February 22, 2005
ANALYSIS - TV for mobile phones almost ready for prime time
While TV on mobiles is being tried out in nations across the world, it is not yet available to the wider public. But the communications industry has rarely been more united in its embrace of a new technology and the anticipation of success, reports Reuters.
"Tapping the well-entrenched TV viewing habits of the public, market research group Gartner expects that real-time TV to mobile phones will be commercially available across Europe in 2007. The technology itself may be ready sooner.
"Imaging was last year; music is this year; video is next year," said Hugh Brogan, chief executive of British handset maker Sendo.
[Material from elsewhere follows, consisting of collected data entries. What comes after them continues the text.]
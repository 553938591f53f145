//! Query execution
//!
//! Renders compiled queries and runs them through sqlx. This is the single
//! suspension point of the pipeline; everything before it is pure CPU work.

use async_trait::async_trait;

use crate::errors::QueryError;
use crate::options::{FilterValue, ResourceOptions};
use crate::repository::core::Repository;
use crate::traits::{Entity, Page, ResourceStore};

type PgQueryAs<'q, O> = sqlx::query::QueryAs<'q, sqlx::Postgres, O, sqlx::postgres::PgArguments>;

/// Bind one rendered parameter with its native sqlx type.
fn bind_value<'a, O>(query: PgQueryAs<'a, O>, value: &'a FilterValue) -> Result<PgQueryAs<'a, O>, QueryError> {
    Ok(match value {
        FilterValue::Bool(v) => query.bind(*v),
        FilterValue::Int(v) => query.bind(*v),
        FilterValue::Float(v) => query.bind(*v),
        FilterValue::DateTime(v) => query.bind(*v),
        FilterValue::Uuid(v) => query.bind(*v),
        FilterValue::Text(v) => query.bind(v.clone()),
        // Rendering flattens lists into scalar placeholders; a list here
        // means the clause was constructed outside the compiler
        FilterValue::List(_) => {
            return Err(QueryError::invalid_filter(
                "list value cannot be bound as a scalar parameter",
            ))
        }
    })
}

fn bind_all<'q, O>(
    mut query: PgQueryAs<'q, O>,
    params: &'q [FilterValue],
) -> Result<PgQueryAs<'q, O>, QueryError> {
    for value in params {
        query = bind_value(query, value)?;
    }
    Ok(query)
}

#[async_trait]
impl<T> ResourceStore for Repository<T>
where
    T: Entity + for<'r> sqlx::FromRow<'r, sqlx::postgres::PgRow> + Unpin,
{
    type Model = T;

    async fn get_one(&self, options: &ResourceOptions) -> Result<Option<T>, QueryError> {
        let query = self.compile(options)?;
        let (sql, params) = query.to_select_sql();

        tracing::debug!("[GET_ONE] table: {}", T::table_name());
        tracing::debug!("[GET_ONE] sql: {} ({} params)", sql, params.len());

        bind_all(sqlx::query_as::<_, T>(&sql), &params)?
            .fetch_optional(&self.pool)
            .await
            .map_err(|e| QueryError::execution(format!("{} get_one", T::table_name()), e))
    }

    async fn get_one_by_id(
        &self,
        id: FilterValue,
        options: &ResourceOptions,
    ) -> Result<Option<T>, QueryError> {
        let mut query = self.compile(options)?;
        query.constrain_primary_key(id);
        let (sql, params) = query.to_select_sql();

        tracing::debug!("[GET_ONE_BY_ID] table: {}", T::table_name());
        tracing::debug!("[GET_ONE_BY_ID] sql: {} ({} params)", sql, params.len());

        bind_all(sqlx::query_as::<_, T>(&sql), &params)?
            .fetch_optional(&self.pool)
            .await
            .map_err(|e| QueryError::execution(format!("{} get_one_by_id", T::table_name()), e))
    }

    async fn get_many(&self, options: &ResourceOptions) -> Result<Vec<T>, QueryError> {
        let query = self.compile(options)?;
        let (sql, params) = query.to_select_sql();

        tracing::debug!("[GET_MANY] table: {}", T::table_name());
        tracing::debug!("[GET_MANY] sql: {} ({} params)", sql, params.len());

        bind_all(sqlx::query_as::<_, T>(&sql), &params)?
            .fetch_all(&self.pool)
            .await
            .map_err(|e| QueryError::execution(format!("{} get_many", T::table_name()), e))
    }

    async fn get_many_and_count(
        &self,
        options: &ResourceOptions,
    ) -> Result<Page<T>, QueryError> {
        let query = self.compile(options)?;

        let (sql, params) = query.to_select_sql();
        tracing::debug!("[GET_MANY_AND_COUNT] table: {}", T::table_name());
        tracing::debug!("[GET_MANY_AND_COUNT] sql: {} ({} params)", sql, params.len());

        let rows = bind_all(sqlx::query_as::<_, T>(&sql), &params)?
            .fetch_all(&self.pool)
            .await
            .map_err(|e| {
                QueryError::execution(format!("{} get_many_and_count rows", T::table_name()), e)
            })?;

        // The count runs without LIMIT/OFFSET so the total reflects every
        // matching row, not the returned page
        let (count_sql, count_params) = query.to_count_sql();
        tracing::debug!("[GET_MANY_AND_COUNT] count sql: {}", count_sql);

        let (total_count,) = bind_all(sqlx::query_as::<_, (i64,)>(&count_sql), &count_params)?
            .fetch_one(&self.pool)
            .await
            .map_err(|e| {
                QueryError::execution(format!("{} get_many_and_count count", T::table_name()), e)
            })?;

        Ok(Page { rows, total_count })
    }
}
//! Repository construction

use std::marker::PhantomData;
use std::sync::Arc;

use crate::compile::{compile, SelectQuery};
use crate::errors::QueryError;
use crate::options::ResourceOptions;
use crate::schema::SchemaRegistry;
use crate::traits::Entity;
use crate::DbPool;

/// Typed query gateway for one entity: a pool handle plus the shared schema
/// registry. Cheap to clone and hand out per request.
#[derive(Clone)]
pub struct Repository<T: Entity> {
    pub(crate) pool: DbPool,
    pub(crate) registry: Arc<SchemaRegistry>,
    pub(crate) _phantom: PhantomData<T>,
}

impl<T: Entity> std::fmt::Debug for Repository<T> {
    fn fmt(&self, f: &mut std::fmt::Formatter<'_>) -> std::fmt::Result {
        f.debug_struct("Repository")
            .field("table", &T::table_name())
            .field("entities", &self.registry.len())
            .finish()
    }
}

impl<T: Entity> Repository<T> {
    pub fn new(pool: DbPool, registry: Arc<SchemaRegistry>) -> Self {
        Self {
            pool,
            registry,
            _phantom: PhantomData,
        }
    }

    pub fn pool(&self) -> &DbPool {
        &self.pool
    }

    pub fn registry(&self) -> &SchemaRegistry {
        &self.registry
    }

    /// Compile a specification against this entity's table without
    /// executing it. Useful for inspecting the SQL a request would run.
    pub fn compile(&self, options: &ResourceOptions) -> Result<SelectQuery, QueryError> {
        compile(&self.registry, T::table_name(), options)
    }
}
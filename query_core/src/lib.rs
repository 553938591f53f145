//! Query Core - resource-query interpreter for Quarry
//!
//! This crate turns declarative "resource options" (pagination, sorting,
//! relation eager-loading, filter predicates and join scopes) into
//! parameterized PostgreSQL queries over an explicit schema graph, and
//! executes them through typed repositories.

pub mod compile;
pub mod decode;
pub mod errors;
pub mod options;
pub mod prelude;
pub mod repository;
pub mod schema;
pub mod traits;
pub mod validation;

pub use compile::{compile, SelectQuery};
pub use decode::RequestQuery;
pub use errors::QueryError;
pub use options::{Filter, FilterOperator, FilterValue, JoinScope, ResourceOptions, SortOrder};
pub use repository::Repository;
pub use schema::{EntityDef, Relation, SchemaRegistry};
pub use traits::{Entity, Page, ResourceStore};
pub use validation::{ValidatedIdentifier, ValidationError};

use sqlx::PgPool;

pub type DbPool = PgPool;
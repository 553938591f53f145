//! Field-path splitting and alias derivation
//!
//! An alias is a pure function of the root alias and the relation chain:
//! each hop appends `__segment`. Identical paths derive identical aliases;
//! distinct paths never collide within one compiled query.

/// Split a field path at its last dot: the leading relation chain and the
/// trailing column. Greedy: everything before the final `.` is the chain,
/// even if it contains dots itself.
pub fn split_column_path(path: &str) -> (Option<&str>, &str) {
    match path.rfind('.') {
        Some(index) => (Some(&path[..index]), &path[index + 1..]),
        None => (None, path),
    }
}

/// Derive the table alias for a relation chain under the given root alias.
pub fn alias_for_path(root: &str, chain: &str) -> String {
    let mut alias = String::with_capacity(root.len() + chain.len() + 2);
    alias.push_str(root);
    for segment in chain.split('.') {
        alias.push_str("__");
        alias.push_str(segment);
    }
    alias
}

#[cfg(test)]
mod tests {
    use super::*;

    #[test]
    fn test_split_bare_column() {
        assert_eq!(split_column_path("status"), (None, "status"));
    }

    #[test]
    fn test_split_single_hop() {
        assert_eq!(split_column_path("author.name"), (Some("author"), "name"));
    }

    #[test]
    fn test_split_is_greedy() {
        // Everything before the last dot is the join chain
        assert_eq!(
            split_column_path("author.country.name"),
            (Some("author.country"), "name")
        );
    }

    #[test]
    fn test_alias_derivation() {
        assert_eq!(alias_for_path("posts", "author"), "posts__author");
        assert_eq!(
            alias_for_path("posts", "author.country"),
            "posts__author__country"
        );
    }

    #[test]
    fn test_alias_is_deterministic() {
        assert_eq!(
            alias_for_path("posts", "author.country"),
            alias_for_path("posts", "author.country")
        );
    }
}
//! The durable progress snapshot and its first-time bookkeeping.
use serde::{Deserialize, Serialize};
use std::collections::BTreeSet;

/// Everything a player has earned so far.
///
/// Mutations are only reachable through the crate so that discoveries,
/// quiz completions and achievements can grow but never shrink; the only
/// way back to an empty record is a full reset.
#[derive(Debug, Clone, PartialEq, Eq, Serialize, Deserialize)]
#[serde(rename_all = "camelCase")]
pub struct GameProgress {
    discovered_treasures: BTreeSet<String>,
    total_score: u64,
    completed_quizzes: BTreeSet<String>,
    #[serde(rename = "achievements")]
    unlocked_achievements: BTreeSet<String>,
    last_updated: i64,
}

impl GameProgress {
    /// Empty progress stamped with `now_millis`.
    #[must_use]
    pub const fn new(now_millis: i64) -> Self {
        Self {
            discovered_treasures: BTreeSet::new(),
            total_score: 0,
            completed_quizzes: BTreeSet::new(),
            unlocked_achievements: BTreeSet::new(),
            last_updated: now_millis,
        }
    }

    #[must_use]
    pub const fn discovered_treasures(&self) -> &BTreeSet<String> {
        &self.discovered_treasures
    }

    #[must_use]
    pub fn discovered_count(&self) -> usize {
        self.discovered_treasures.len()
    }

    #[must_use]
    pub fn has_discovered(&self, treasure_id: &str) -> bool {
        self.discovered_treasures.contains(treasure_id)
    }

    #[must_use]
    pub const fn total_score(&self) -> u64 {
        self.total_score
    }

    #[must_use]
    pub const fn completed_quizzes(&self) -> &BTreeSet<String> {
        &self.completed_quizzes
    }

    #[must_use]
    pub fn has_completed_quiz(&self, treasure_id: &str) -> bool {
        self.completed_quizzes.contains(treasure_id)
    }

    #[must_use]
    pub const fn unlocked_achievements(&self) -> &BTreeSet<String> {
        &self.unlocked_achievements
    }

    #[must_use]
    pub fn has_achievement(&self, achievement_id: &str) -> bool {
        self.unlocked_achievements.contains(achievement_id)
    }

    /// Epoch millis of the last persisted write.
    #[must_use]
    pub const fn last_updated(&self) -> i64 {
        self.last_updated
    }

    /// Whether nothing has been earned yet. Ignores the timestamp.
    #[must_use]
    pub fn is_blank(&self) -> bool {
        self.discovered_treasures.is_empty()
            && self.completed_quizzes.is_empty()
            && self.unlocked_achievements.is_empty()
            && self.total_score == 0
    }

    /// Record a discovery. Points are added only the first time `treasure_id`
    /// is seen; returns whether this call was that first time.
    pub(crate) fn record_discovery(&mut self, treasure_id: &str, points: u32) -> bool {
        if self.discovered_treasures.contains(treasure_id) {
            return false;
        }
        self.discovered_treasures.insert(treasure_id.to_string());
        self.total_score = self.total_score.saturating_add(u64::from(points));
        true
    }

    /// Record a quiz completion with the same first-time rule as discoveries.
    pub(crate) fn record_quiz(&mut self, treasure_id: &str, bonus_points: u32) -> bool {
        if self.completed_quizzes.contains(treasure_id) {
            return false;
        }
        self.completed_quizzes.insert(treasure_id.to_string());
        self.total_score = self.total_score.saturating_add(u64::from(bonus_points));
        true
    }

    pub(crate) fn record_achievement(&mut self, achievement_id: &str) -> bool {
        if self.unlocked_achievements.contains(achievement_id) {
            return false;
        }
        self.unlocked_achievements.insert(achievement_id.to_string());
        true
    }

    pub(crate) const fn touch(&mut self, now_millis: i64) {
        self.last_updated = now_millis;
    }
}

#[cfg(test)]
mod tests {
    use super::*;

    #[test]
    fn discovery_awards_points_once() {
        let mut progress = GameProgress::new(0);
        assert!(progress.record_discovery("t1", 10));
        assert!(!progress.record_discovery("t1", 10));
        assert_eq!(progress.total_score(), 10);
        assert_eq!(progress.discovered_count(), 1);
        assert!(progress.has_discovered("t1"));
    }

    #[test]
    fn quiz_tracking_is_independent_of_discovery() {
        let mut progress = GameProgress::new(0);
        assert!(progress.record_quiz("t9", 5));
        assert!(!progress.record_quiz("t9", 5));
        assert!(progress.has_completed_quiz("t9"));
        assert!(!progress.has_discovered("t9"));
        assert_eq!(progress.total_score(), 5);
    }

    #[test]
    fn achievements_never_touch_score() {
        let mut progress = GameProgress::new(0);
        assert!(progress.record_achievement("scholar"));
        assert!(!progress.record_achievement("scholar"));
        assert_eq!(progress.total_score(), 0);
        assert_eq!(progress.unlocked_achievements().len(), 1);
        assert!(!progress.is_blank());
    }

    #[test]
    fn score_saturates_instead_of_wrapping() {
        let mut progress = GameProgress::new(0);
        progress.total_score = u64::MAX - 1;
        progress.record_discovery("t1", 10);
        assert_eq!(progress.total_score(), u64::MAX);
    }

    #[test]
    fn new_progress_is_blank_and_stamped() {
        let progress = GameProgress::new(42);
        assert!(progress.is_blank());
        assert_eq!(progress.last_updated(), 42);
    }
}
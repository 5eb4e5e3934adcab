//! File-backed durable store: one JSON file per key inside a directory.
use std::fs;
use std::io::{self, ErrorKind};
use std::path::{Path, PathBuf};

use treasure_game::KeyValueStore;

#[derive(Debug, thiserror::Error)]
pub enum FileStoreError {
    #[error("I/O error on {}: {source}", path.display())]
    Io {
        path: PathBuf,
        #[source]
        source: io::Error,
    },
}

#[derive(Debug, Clone)]
pub struct FileStore {
    dir: PathBuf,
}

impl FileStore {
    pub fn new(dir: impl Into<PathBuf>) -> Self {
        Self { dir: dir.into() }
    }

    pub fn path_for(&self, key: &str) -> PathBuf {
        self.dir.join(format!("{key}.json"))
    }
}

fn io_error(path: &Path, source: io::Error) -> FileStoreError {
    FileStoreError::Io {
        path: path.to_path_buf(),
        source,
    }
}

impl KeyValueStore for FileStore {
    type Error = FileStoreError;

    fn get(&self, key: &str) -> Result<Option<String>, Self::Error> {
        let path = self.path_for(key);
        match fs::read_to_string(&path) {
            Ok(raw) => Ok(Some(raw)),
            Err(err) if err.kind() == ErrorKind::NotFound => Ok(None),
            Err(err) => Err(io_error(&path, err)),
        }
    }

    fn set(&self, key: &str, value: &str) -> Result<(), Self::Error> {
        fs::create_dir_all(&self.dir).map_err(|err| io_error(&self.dir, err))?;
        let path = self.path_for(key);
        // Write then rename so a crash never leaves a half-written record.
        let staging = path.with_extension("json.tmp");
        fs::write(&staging, value).map_err(|err| io_error(&staging, err))?;
        fs::rename(&staging, &path).map_err(|err| io_error(&path, err))
    }

    fn remove(&self, key: &str) -> Result<(), Self::Error> {
        let path = self.path_for(key);
        match fs::remove_file(&path) {
            Err(err) if err.kind() != ErrorKind::NotFound => Err(io_error(&path, err)),
            _ => Ok(()),
        }
    }
}
//! Keyed durable storage seam and an in-memory implementation.
use std::cell::{Cell, RefCell};
use std::collections::HashMap;
use std::rc::Rc;

/// Trait for abstracting the durable key-value medium.
/// Platform-specific implementations should provide this
pub trait KeyValueStore {
    type Error: std::error::Error + Send + Sync + 'static;

    /// Read the raw value stored under `key`
    ///
    /// # Errors
    ///
    /// Returns an error if the medium cannot be read.
    fn get(&self, key: &str) -> Result<Option<String>, Self::Error>;

    /// Write `value` under `key`, replacing any previous value
    ///
    /// # Errors
    ///
    /// Returns an error if the value cannot be written (quota, unavailable medium).
    fn set(&self, key: &str, value: &str) -> Result<(), Self::Error>;

    /// Remove the entry stored under `key`; removing a missing key succeeds
    ///
    /// # Errors
    ///
    /// Returns an error if the medium cannot be modified.
    fn remove(&self, key: &str) -> Result<(), Self::Error>;
}

#[derive(Debug, thiserror::Error)]
pub enum MemoryStoreError {
    #[error("storage unavailable")]
    Unavailable,
}

/// Shared in-memory store.
///
/// Clones point at the same entries, so a clone handed to a second
/// `ProgressStore` behaves like a fresh process reading the same profile.
#[derive(Debug, Clone, Default)]
pub struct MemoryStore {
    entries: Rc<RefCell<HashMap<String, String>>>,
    unavailable: Rc<Cell<bool>>,
}

impl MemoryStore {
    #[must_use]
    pub fn new() -> Self {
        Self::default()
    }

    /// Simulate a medium that rejects writes and removals.
    pub fn set_unavailable(&self, unavailable: bool) {
        self.unavailable.set(unavailable);
    }

    /// Place a raw value under `key`, bypassing availability checks.
    pub fn insert_raw(&self, key: &str, value: &str) {
        self.entries
            .borrow_mut()
            .insert(key.to_string(), value.to_string());
    }

    #[must_use]
    pub fn raw(&self, key: &str) -> Option<String> {
        self.entries.borrow().get(key).cloned()
    }

    #[must_use]
    pub fn contains(&self, key: &str) -> bool {
        self.entries.borrow().contains_key(key)
    }
}

impl KeyValueStore for MemoryStore {
    type Error = MemoryStoreError;

    fn get(&self, key: &str) -> Result<Option<String>, Self::Error> {
        Ok(self.raw(key))
    }

    fn set(&self, key: &str, value: &str) -> Result<(), Self::Error> {
        if self.unavailable.get() {
            return Err(MemoryStoreError::Unavailable);
        }
        self.insert_raw(key, value);
        Ok(())
    }

    fn remove(&self, key: &str) -> Result<(), Self::Error> {
        if self.unavailable.get() {
            return Err(MemoryStoreError::Unavailable);
        }
        self.entries.borrow_mut().remove(key);
        Ok(())
    }
}
pub mod game_tester;
pub mod reports;
pub mod tester;

pub use game_tester::{Action, GameTester, PlaythroughPlan, PlaythroughSummary, TesterAssets};
pub use tester::*;
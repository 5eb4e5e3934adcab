pub mod catalog;

use crate::logic::{PlaythroughPlan, TesterAssets};
use catalog::catalog_scenarios;

/// Named playthrough with the checks it must satisfy.
#[derive(Debug, Clone)]
pub struct TestScenario {
    pub name: &'static str,
    pub description: &'static str,
    pub plan: PlaythroughPlan,
}

impl TestScenario {
    #[must_use]
    pub const fn new(name: &'static str, description: &'static str, plan: PlaythroughPlan) -> Self {
        Self {
            name,
            description,
            plan,
        }
    }
}

/// Look up a scenario by name, building its plan against `assets`.
pub fn get_scenario(name: &str, assets: &TesterAssets) -> Option<TestScenario> {
    catalog_scenarios(assets)
        .into_iter()
        .find(|scenario| scenario.name == name)
}

/// Look up a scenario against the bundled assets.
#[cfg(test)]
pub fn find_scenario(name: &str) -> Option<TestScenario> {
    get_scenario(name, &TesterAssets::load_default())
}

pub fn list_scenarios() -> Vec<(&'static str, &'static str)> {
    catalog_scenarios(&TesterAssets::load_default())
        .into_iter()
        .map(|scenario| (scenario.name, scenario.description))
        .collect()
}

pub fn scenario_names() -> Vec<&'static str> {
    list_scenarios().into_iter().map(|(name, _)| name).collect()
}
//! Time source used to stamp persisted progress.
use std::cell::Cell;
use std::rc::Rc;

/// Supplies the current time as epoch milliseconds.
/// Platform shells provide their own implementation where the system clock
/// is unavailable (e.g. `wasm32-unknown-unknown`).
pub trait Clock {
    fn now_millis(&self) -> i64;
}

/// Wall clock backed by the host system time.
#[derive(Debug, Clone, Copy, Default)]
pub struct SystemClock;

impl Clock for SystemClock {
    fn now_millis(&self) -> i64 {
        chrono::Utc::now().timestamp_millis()
    }
}

/// Manually driven clock for deterministic tests and replays.
/// Clones share the same underlying time.
#[derive(Debug, Clone, Default)]
pub struct ManualClock {
    now: Rc<Cell<i64>>,
}

impl ManualClock {
    #[must_use]
    pub fn starting_at(millis: i64) -> Self {
        Self {
            now: Rc::new(Cell::new(millis)),
        }
    }

    pub fn set(&self, millis: i64) {
        self.now.set(millis);
    }

    pub fn advance(&self, millis: i64) {
        self.now.set(self.now.get().saturating_add(millis));
    }
}

impl Clock for ManualClock {
    fn now_millis(&self) -> i64 {
        self.now.get()
    }
}
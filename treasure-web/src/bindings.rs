//! JavaScript-facing facade for the presentation layer.
//!
//! Every method returns plain JS objects (camelCase keys) built with
//! `serde-wasm-bindgen`; errors surface as rejected values carrying a message.
use serde::Serialize;
use wasm_bindgen::prelude::*;

use crate::game::{
    GameEngine, JsClock, TreasureSession, WebContentLoader, WebProgressStorage,
    create_web_game_engine,
};

fn to_js<T: Serialize>(value: &T) -> Result<JsValue, JsValue> {
    serde_wasm_bindgen::to_value(value).map_err(|err| JsValue::from_str(&err.to_string()))
}

fn start(engine: &GameEngine<WebContentLoader, WebProgressStorage>) -> TreasureHunt {
    let session = engine.start_session(JsClock).unwrap_or_else(|err| {
        log::error!("Failed to load game content: {err}");
        engine.start_session_without_content(JsClock)
    });
    TreasureHunt { session }
}

/// One player's session: progress, achievements and the scenario content.
#[wasm_bindgen]
pub struct TreasureHunt {
    session: TreasureSession<WebProgressStorage, JsClock>,
}

#[wasm_bindgen]
impl TreasureHunt {
    /// Open a session over the bundled content and saved progress.
    #[wasm_bindgen(constructor)]
    #[must_use]
    pub fn new() -> Self {
        start(&create_web_game_engine(WebContentLoader::bundled()))
    }

    /// Open a session over a content document supplied by the page.
    #[wasm_bindgen(js_name = fromContent)]
    #[must_use]
    pub fn from_content(content_json: &str) -> Self {
        start(&create_web_game_engine(WebContentLoader::from_json(
            content_json,
        )))
    }

    #[wasm_bindgen(js_name = clickTreasure)]
    pub fn click_treasure(&mut self, treasure_id: &str) -> Result<JsValue, JsValue> {
        let outcome = self
            .session
            .click_treasure(treasure_id)
            .map_err(|err| JsValue::from_str(&err.to_string()))?;
        to_js(&outcome)
    }

    #[wasm_bindgen(js_name = answerQuiz)]
    pub fn answer_quiz(&mut self, treasure_id: &str, choice: usize) -> Result<JsValue, JsValue> {
        let outcome = self
            .session
            .answer_quiz(treasure_id, choice)
            .map_err(|err| JsValue::from_str(&err.to_string()))?;
        to_js(&outcome)
    }

    pub fn reset(&mut self) -> Result<JsValue, JsValue> {
        to_js(self.session.reset())
    }

    pub fn snapshot(&self) -> Result<JsValue, JsValue> {
        to_js(self.session.snapshot())
    }

    pub fn summary(&self) -> Result<JsValue, JsValue> {
        to_js(&self.session.summary())
    }

    pub fn achievements(&self) -> Result<JsValue, JsValue> {
        to_js(&self.session.achievements())
    }

    pub fn content(&self) -> Result<JsValue, JsValue> {
        to_js(self.session.content())
    }

    #[wasm_bindgen(js_name = storageDegraded)]
    #[must_use]
    pub fn storage_degraded(&self) -> bool {
        self.session.storage_degraded()
    }
}

impl Default for TreasureHunt {
    fn default() -> Self {
        Self::new()
    }
}

/// Fetch content from `url` and open a session over it.
/// A failed fetch still opens a session, with no scenarios.
#[wasm_bindgen(js_name = loadTreasureHunt)]
#[allow(clippy::future_not_send)] // Wasm futures rely on `JsFuture`, which is not `Send`.
pub async fn load_treasure_hunt(url: String) -> TreasureHunt {
    match WebContentLoader::fetch(&url).await {
        Ok(loader) => start(&create_web_game_engine(loader)),
        Err(err) => {
            log::error!("Failed to load game content: {err}");
            let engine = create_web_game_engine(WebContentLoader::bundled());
            TreasureHunt {
                session: engine.start_session_without_content(JsClock),
            }
        }
    }
}
//! Treasure Hunt Game Engine
//!
//! Platform-agnostic progress tracking and achievement evaluation for the
//! Treasure Hunt vocabulary game. This crate owns discovery state, scoring,
//! quiz completion and achievement unlocking, without UI or
//! platform-specific dependencies.

pub mod achievements;
pub mod clock;
pub mod config;
pub mod constants;
pub mod content;
pub mod progress;
pub mod record;
pub mod session;
pub mod storage;
pub mod store;

// Re-export commonly used types
pub use achievements::{
    ACHIEVEMENTS, AchievementEvaluator, AchievementId, AchievementRule, AchievementStatus,
    ContentTotals, achievement_board, newly_eligible,
};
pub use clock::{Clock, ManualClock, SystemClock};
pub use config::GameConfig;
pub use content::{GameContent, Quiz, Scenario, Treasure};
pub use progress::GameProgress;
pub use record::RecordError;
pub use session::{
    DiscoveryOutcome, ProgressSummary, QuizOutcome, ScenarioProgress, SessionError,
    TreasureSession,
};
pub use storage::{KeyValueStore, MemoryStore, MemoryStoreError};
pub use store::ProgressStore;

/// Trait for abstracting content loading operations
/// Platform-specific implementations should provide this
pub trait ContentLoader {
    type Error: std::error::Error + Send + Sync + 'static;

    /// Load the scenario feed from the platform-specific source
    ///
    /// # Errors
    ///
    /// Returns an error if the content cannot be loaded or parsed.
    fn load_content(&self) -> Result<GameContent, Self::Error>;

    /// Load session configuration. Defaults apply unless overridden.
    ///
    /// # Errors
    ///
    /// Returns an error if a configuration source exists but cannot be parsed.
    fn load_config(&self) -> Result<GameConfig, Self::Error> {
        Ok(GameConfig::default())
    }
}

/// Main game engine for opening treasure-hunt sessions
pub struct GameEngine<L, S>
where
    L: ContentLoader,
    S: KeyValueStore + Clone,
{
    content_loader: L,
    storage: S,
}

impl<L, S> GameEngine<L, S>
where
    L: ContentLoader,
    S: KeyValueStore + Clone,
{
    /// Create a new game engine with the provided content loader and storage
    pub const fn new(content_loader: L, storage: S) -> Self {
        Self {
            content_loader,
            storage,
        }
    }

    /// Load content and configuration, then open a session over the stored progress.
    ///
    /// # Errors
    ///
    /// Returns an error if content or configuration cannot be loaded.
    pub fn start_session<C: Clock>(&self, clock: C) -> Result<TreasureSession<S, C>, L::Error> {
        let config = self.content_loader.load_config()?;
        let content = self.content_loader.load_content()?;
        Ok(TreasureSession::open(
            self.storage.clone(),
            clock,
            content,
            config,
        ))
    }

    /// Open a session with no scenarios, for when the content feed failed.
    /// Progress still loads and persists; count-based achievements stay locked.
    pub fn start_session_without_content<C: Clock>(&self, clock: C) -> TreasureSession<S, C> {
        let config = self.content_loader.load_config().unwrap_or_else(|err| {
            log::warn!("falling back to default config: {err}");
            GameConfig::default()
        });
        TreasureSession::open(self.storage.clone(), clock, GameContent::empty(), config)
    }
}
Orange France said the first 35,000 subscribers of its 3G network watched an average of 25 minutes of live television on their phones in the first two months of operations. Hutchison Whampoa's 3G network "3" in Britain delivered 10 million video music downloads to its subscribers in six months.
But these often patchy video clips should not be confused with clear television images on a mobile phone. Digital TV will come on a separate broadcast network of around 60 different channels.
Consumers will be able to tune into these broadcast networks for as many hours as they want without clogging up the network. It will free up the phone network for those data services such as video telephone that have to be delivered on demand and in real time and for which operators hope to command higher prices.
The new phones will have to deal with both broadcast TV and cellphone communications signals. Nokia said it would launch a model by next year that will be able to receive the European digital broadcast standard for mobile phones, called digital video broadcast for handheld (DVB-H)".